Ryan Routh foi considerado culpado por cinco acusações em setembro, após uma tentativa desastrosa de se representar sozinho no julgamento, durante a qual foi constantemente repreendido pela juíza federal responsável pelo caso, Aileen Cannon.
Cannon condenou Routh à prisão perpétua, além de outras longas penas, pelas acusações, que incluem tentativa de assassinato de um importante candidato presidencial.
Os promotores pediram à juíza Cannon que aplicasse a pena de prisão perpétua.
“Os crimes de Routh indiscutivelmente justificam uma sentença de prisão perpétua – ele tomou medidas ao longo de meses para assassinar um grande candidato presidencial”, disseram os promotores em um documento judicial no mês passado. Routh “demonstrou a intenção de matar qualquer pessoa que estivesse no caminho e, desde então, não expressou arrependimento ou remorso às suas vítimas.”
Durante o julgamento, Routh foi constantemente interrompido por Cannon ao desviar para assuntos fora do tema ou possíveis explicações para suas ações, incluindo uso de drogas.
O plano fracassado
De acordo com as provas apresentadas no julgamento, Routh esteve próximo ao campo de golfe e à residência Mar-a-Lago de Trump nas semanas que antecederam sua tentativa frustrada de assassinato.
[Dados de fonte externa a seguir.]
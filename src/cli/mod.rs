//! Block Profit CLI Module
//!
//! Command-line interface for training the pipeline, serving it and
//! generating a synthetic block model.

use clap::{Parser, Subcommand};
use colored::*;
use std::path::{Path, PathBuf};
use std::time::Instant;

use crate::artifact::DEFAULT_ARTIFACT_PATH;
use crate::dataset::{synthetic_block_model, write_csv, DEFAULT_DATASET_PATH};
use crate::server::{run_server, ServerConfig, DEFAULT_HOST, DEFAULT_PORT};
use crate::training::{train_and_save, TrainingConfig};

// ─── Styling helpers ───────────────────────────────────────────────────────────

const W: usize = 58; // box inner width

fn dim(s: &str) -> ColoredString   { s.truecolor(100, 100, 100) }
fn accent(s: &str) -> ColoredString { s.truecolor(120, 200, 130) }
fn muted(s: &str) -> ColoredString  { s.truecolor(140, 140, 140) }
fn ok(s: &str) -> ColoredString     { s.truecolor(100, 210, 120) }

fn line_box_top()    { println!("  {}", dim("┌─────────────────────────────────────────────────────────┐")); }
fn line_box_bottom() { println!("  {}", dim("└─────────────────────────────────────────────────────────┘")); }
fn line_box_sep()    { println!("  {}", dim("├─────────────────────────────────────────────────────────┤")); }

fn line_box(content: &str) {
    let visible_len = strip_ansi(content).chars().count();
    let pad = W.saturating_sub(visible_len);
    println!("  {}  {}{} {}", dim("│"), content, " ".repeat(pad), dim("│"));
}

fn line_box_center(content: &str) {
    let visible_len = strip_ansi(content).chars().count();
    let total_pad = W.saturating_sub(visible_len);
    let left = total_pad / 2;
    let right = total_pad - left;
    println!("  {}  {}{}{} {}", dim("│"), " ".repeat(left), content, " ".repeat(right), dim("│"));
}

fn line_box_empty() { line_box(""); }

fn strip_ansi(s: &str) -> String {
    let mut out = String::new();
    let mut in_escape = false;
    for c in s.chars() {
        if c == '\x1b' { in_escape = true; continue; }
        if in_escape { if c == 'm' { in_escape = false; } continue; }
        out.push(c);
    }
    out
}

fn kv(key: &str, val: &str) -> String {
    format!("{} {}", muted(key), val.white())
}

fn step_ok(msg: &str) {
    println!("  {} {}", ok("✓"), msg);
}

fn step_run(msg: &str) {
    print!("  {} {}... ", accent("›"), msg);
}

fn step_done(detail: &str) {
    println!("{} {}", ok("done"), dim(detail));
}

fn section(title: &str) {
    println!();
    println!("  {}", title.white().bold());
    println!("  {}", dim(&"─".repeat(56)));
}

// ─── CLI definition ────────────────────────────────────────────────────────────

#[derive(Parser)]
#[command(name = "block-profit")]
#[command(version = env!("CARGO_PKG_VERSION"))]
#[command(about = "Predict mining block profit with gradient boosted trees")]
#[command(long_about = None)]
pub struct Cli {
    #[command(subcommand)]
    pub command: Option<Commands>,
}

#[derive(Subcommand)]
pub enum Commands {
    /// Train the pipeline on a block model CSV and write the artifact
    Train {
        /// Block model CSV
        #[arg(short, long, default_value = DEFAULT_DATASET_PATH)]
        data: PathBuf,

        /// Artifact file to write
        #[arg(short, long, default_value = DEFAULT_ARTIFACT_PATH)]
        output: PathBuf,
    },

    /// Start the web form and JSON API
    Serve {
        /// Server host
        #[arg(long, default_value = DEFAULT_HOST)]
        host: String,

        /// Server port
        #[arg(short, long, default_value_t = DEFAULT_PORT)]
        port: u16,

        /// Trained artifact
        #[arg(short, long, default_value = DEFAULT_ARTIFACT_PATH)]
        model: PathBuf,
    },

    /// Write a synthetic block model CSV
    Sample {
        /// Number of blocks
        #[arg(short, long, default_value = "1000")]
        rows: usize,

        /// Generator seed
        #[arg(long, default_value = "42")]
        seed: u64,

        /// Output CSV
        #[arg(short, long, default_value = DEFAULT_DATASET_PATH)]
        output: PathBuf,
    },
}

// ─── Commands ──────────────────────────────────────────────────────────────────

pub fn cmd_train(data_path: &Path, output: &Path) -> anyhow::Result<()> {
    section("Train");

    let config = TrainingConfig::default();
    step_run(&format!(
        "Training {} trees on {}",
        config.model.n_estimators,
        data_path.display().to_string().cyan()
    ));
    let start = Instant::now();
    let artifact = train_and_save(data_path, output, config)?;
    step_done(&format!("{:.2?}", start.elapsed()));
    step_ok(&format!("Artifact written to {}", output.display()));

    let meta = &artifact.metadata;
    println!();
    println!("  {:<16} {}", muted("Train rows"), meta.n_train.to_string().white());
    println!("  {:<16} {}", muted("Holdout rows"), meta.n_holdout.to_string().white());
    println!("  {:<16} {}", muted("Features"), artifact.preprocessor.feature_names().join(", ").white());
    match &meta.holdout_metrics {
        Some(m) => {
            println!("  {:<16} {}", muted("R²"), format!("{:.4}", m.r2).white().bold());
            println!("  {:<16} {}", muted("MAE"), format!("{:.2}", m.mae).white());
            println!("  {:<16} {}", muted("RMSE"), format!("{:.2}", m.rmse).white());
        }
        None => println!("  {}", "Holdout set empty, no evaluation".yellow()),
    }
    println!();

    Ok(())
}

pub async fn cmd_serve(config: ServerConfig) -> anyhow::Result<()> {

    // 0.0.0.0 is not browsable
    let shown_host = if config.host == "0.0.0.0" { "localhost" } else { config.host.as_str() };

    println!();
    line_box_top();
    line_box_empty();
    line_box_center(&format!("{}", "Mining Block Profit Predictor".white().bold()));
    line_box_center(&format!("{}", dim(&format!("v{}", env!("CARGO_PKG_VERSION")))));
    line_box_empty();
    line_box_sep();
    line_box_empty();
    line_box(&kv("Web UI ", &format!("http://{}:{}", shown_host, config.port)));
    line_box(&kv("Health ", &format!("http://{}:{}/api/health", shown_host, config.port)));
    line_box(&kv("Model  ", &config.model_path.display().to_string()));
    line_box_empty();
    line_box_sep();
    line_box_empty();
    line_box_center(&format!("{}", dim("ctrl+c to stop")));
    line_box_empty();
    line_box_bottom();
    println!();

    run_server(config).await
}

pub fn cmd_sample(rows: usize, seed: u64, output: &Path) -> anyhow::Result<()> {
    section("Sample");

    step_run(&format!("Generating {} blocks", rows));
    let mut df = synthetic_block_model(rows, seed)?;
    write_csv(&mut df, output)?;
    step_done(&format!("seed {}", seed));
    step_ok(&format!("Block model written to {}", output.display()));
    println!();

    Ok(())
}
//! Error types for the block profit pipeline

use std::path::PathBuf;
use thiserror::Error;

/// Result type alias for pipeline operations
pub type Result<T> = std::result::Result<T, BlockProfitError>;

/// Main error type for training, persistence and inference
#[derive(Error, Debug)]
pub enum BlockProfitError {
    #[error("Dataset not found: {}", .0.display())]
    DatasetMissing(PathBuf),

    #[error("Malformed dataset: {0}")]
    DatasetMalformed(String),

    #[error("Missing required columns: {}", .0.join(", "))]
    MissingColumns(Vec<String>),

    #[error("Unknown category '{value}' for column '{column}'")]
    UnknownCategory { column: String, value: String },

    #[error("Invalid input: {0}")]
    InvalidInput(String),

    #[error("Model artifact not found at {}", .0.display())]
    ArtifactMissing(PathBuf),

    #[error("Model artifact at {} is unreadable: {reason}", .path.display())]
    ArtifactUnreadable { path: PathBuf, reason: String },

    #[error("Model not fitted")]
    ModelNotFitted,

    #[error("Invalid shape: expected {expected}, got {actual}")]
    ShapeError { expected: String, actual: String },

    #[error("Training error: {0}")]
    TrainingError(String),

    #[error("IO error: {0}")]
    IoError(#[from] std::io::Error),

    #[error("Serialization error: {0}")]
    SerializationError(String),
}

impl From<polars::error::PolarsError> for BlockProfitError {
    fn from(err: polars::error::PolarsError) -> Self {
        BlockProfitError::DatasetMalformed(err.to_string())
    }
}

impl From<serde_json::Error> for BlockProfitError {
    fn from(err: serde_json::Error) -> Self {
        BlockProfitError::SerializationError(err.to_string())
    }
}

impl From<ndarray::ShapeError> for BlockProfitError {
    fn from(err: ndarray::ShapeError) -> Self {
        BlockProfitError::ShapeError {
            expected: "valid shape".to_string(),
            actual: err.to_string(),
        }
    }
}

#[cfg(test)]
mod tests {
    use super::*;

    #[test]
    fn test_error_display() {
        let err = BlockProfitError::DatasetMalformed("empty file".to_string());
        assert_eq!(err.to_string(), "Malformed dataset: empty file");
    }

    #[test]
    fn test_missing_columns_lists_names() {
        let err = BlockProfitError::MissingColumns(vec!["Tonnage".into(), "Rock_Type".into()]);
        assert_eq!(err.to_string(), "Missing required columns: Tonnage, Rock_Type");
    }

    #[test]
    fn test_error_from_io() {
        let io_err = std::io::Error::new(std::io::ErrorKind::NotFound, "file not found");
        let err: BlockProfitError = io_err.into();
        assert!(matches!(err, BlockProfitError::IoError(_)));
    }
}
Celulares descartáveis usados por Routh também mostraram buscas como “próximos comícios de Trump” e “câmeras de trânsito de Palm Beach”.
Em uma carta rapidamente encontrada pelos investigadores, Routh escreveu uma confissão de sua tentativa de assassinar Trump, escrevendo na primeira página: “Eu tentei o meu melhor e dei tudo que pude. Agora cabe a você terminar o trabalho; e oferecerei US$ 150.000 a quem puder concluir o trabalho.”
Não há indícios de que Routh tivesse dinheiro para cumprir essa oferta.
Armado com um rifle antigo de estilo soviético e protegido por placas blindadas penduradas sobre a cerca, Routh posicionou sua mira no sexto buraco do campo de golfe de Trump em 15 de setembro de 2024, com o ex-presidente jogando no buraco anterior, a minutos de distância.
Um agente do Serviço Secreto, responsável por verificar a área à frente de Trump, avistou o rosto parcialmente encoberto de Routh e o cano de um rifle atravessando a cerca de arame que delimitava o campo.
Com a arma apontada para ele, o agente disparou vários tiros com sua pistola antes de se proteger atrás de uma árvore e comunicar a ameaça pelo rádio.
Routh fugiu da cena, mas foi visto por um cidadão, Tommy McGee, atravessando a rua, entrando em um veículo e indo embora.
McGee, que testemunhou no julgamento de Routh, anotou a placa do carro e foi levado de avião no mesmo dia até o local onde as autoridades encontraram e detiveram Routh para que ele pudesse identificar o possível assassino.
Durante o contrainterrogatório no julgamento, Routh disse a McGee: “Você é um homem bom. Você é meu herói. Você é um herói americano.”
Outras evidências apresentadas no julgamento mostraram Routh planejando sua fuga, pesquisando termos como “direções para o aeroporto de Miami” e “voos para o México”.
Um julgamento único e um final quase fatal
Routh escolheu se representar desde o início do caso, incluindo em documentos públicos antes do julgamento nos quais chamou Trump de “um porco racista” e desafiou o presidente para “uma sessão de porrada” ou uma partida de golfe, acrescentando que, se “ele ganhar, pode me executar; se eu ganhar, fico com o emprego dele.”
A juíza Cannon interrompeu Routh repetidamente durante o julgamento de setembro, à medida que ele se aventurava em assuntos fora dos limites do caso.
Durante os argumentos finais, Routh afirmou que o assassinato de Trump “nunca iria acontecer” e, portanto, “se a tentativa de assassinato não foi realizada, não é uma tentativa.”
Cannon interrompeu Routh pelo menos 10 vezes somente durante os argumentos finais, após o que o júri se reuniu por 3 horas antes de anunciar o veredicto de culpado.
Assim que o veredicto foi lido em tribunal aberto, Routh tentou esfaquear a si mesmo no pescoço com uma caneta, enquanto sua filha gritava na plateia: “Meu Deus, ele está tentando se matar, ele está tentando se matar! Alguém o impeça, por favor!”
Ele foi contido por delegados federais.